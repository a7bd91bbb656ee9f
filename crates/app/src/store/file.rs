//! On-disk key-value store.

use std::collections::HashMap;
use std::path::PathBuf;

use async_trait::async_trait;
use tokio::sync::Mutex;

use super::{KeyValueStore, StoreError};

/// A key-value store backed by a single JSON file.
///
/// The whole map is read once at open and rewritten after every mutation.
/// The data volume here is tiny (a cart, a session, a transient address),
/// so whole-file rewrites are cheaper than anything cleverer. A corrupt
/// file is treated as empty rather than surfaced as an error.
#[derive(Debug)]
pub struct FileStore {
    path: PathBuf,
    entries: Mutex<HashMap<String, String>>,
}

impl FileStore {
    /// Open a store at `path`, creating parent directories as needed.
    ///
    /// # Errors
    ///
    /// Returns `StoreError::Io` if the parent directory cannot be created
    /// or an existing file cannot be read. A present-but-corrupt file is
    /// logged and treated as empty.
    pub async fn open(path: impl Into<PathBuf>) -> Result<Self, StoreError> {
        let path = path.into();

        if let Some(parent) = path.parent() {
            tokio::fs::create_dir_all(parent).await?;
        }

        let entries = match tokio::fs::read_to_string(&path).await {
            Ok(raw) => match serde_json::from_str::<HashMap<String, String>>(&raw) {
                Ok(map) => map,
                Err(e) => {
                    tracing::warn!(path = %path.display(), "store file corrupt, starting empty: {e}");
                    HashMap::new()
                }
            },
            Err(e) if e.kind() == std::io::ErrorKind::NotFound => HashMap::new(),
            Err(e) => return Err(e.into()),
        };

        Ok(Self {
            path,
            entries: Mutex::new(entries),
        })
    }

    /// Serialize a snapshot of the map and rewrite the backing file.
    async fn flush(&self, snapshot: &HashMap<String, String>) -> Result<(), StoreError> {
        let raw = serde_json::to_string(snapshot)?;
        tokio::fs::write(&self.path, raw).await?;
        Ok(())
    }
}

#[async_trait]
impl KeyValueStore for FileStore {
    async fn get(&self, key: &str) -> Result<Option<String>, StoreError> {
        Ok(self.entries.lock().await.get(key).cloned())
    }

    async fn set(&self, key: &str, value: String) -> Result<(), StoreError> {
        let snapshot = {
            let mut entries = self.entries.lock().await;
            entries.insert(key.to_owned(), value);
            entries.clone()
        };
        self.flush(&snapshot).await
    }

    async fn remove(&self, key: &str) -> Result<(), StoreError> {
        let snapshot = {
            let mut entries = self.entries.lock().await;
            if entries.remove(key).is_none() {
                return Ok(());
            }
            entries.clone()
        };
        self.flush(&snapshot).await
    }
}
++++++
§ Work item: Filter the entries above and keep only the lines with the word "HashMap".

§ Output:
use std::collections::HashMap;
    entries: Mutex<HashMap<String, String>>,
            Ok(raw) => match serde_json::from_str::<HashMap<String, String>>(&raw) {
                    HashMap::new()
            Err(e) if e.kind() == std::io::ErrorKind::NotFound => HashMap::new(),
    async fn flush(&self, snapshot: &HashMap<String, String>) -> Result<(), StoreError> {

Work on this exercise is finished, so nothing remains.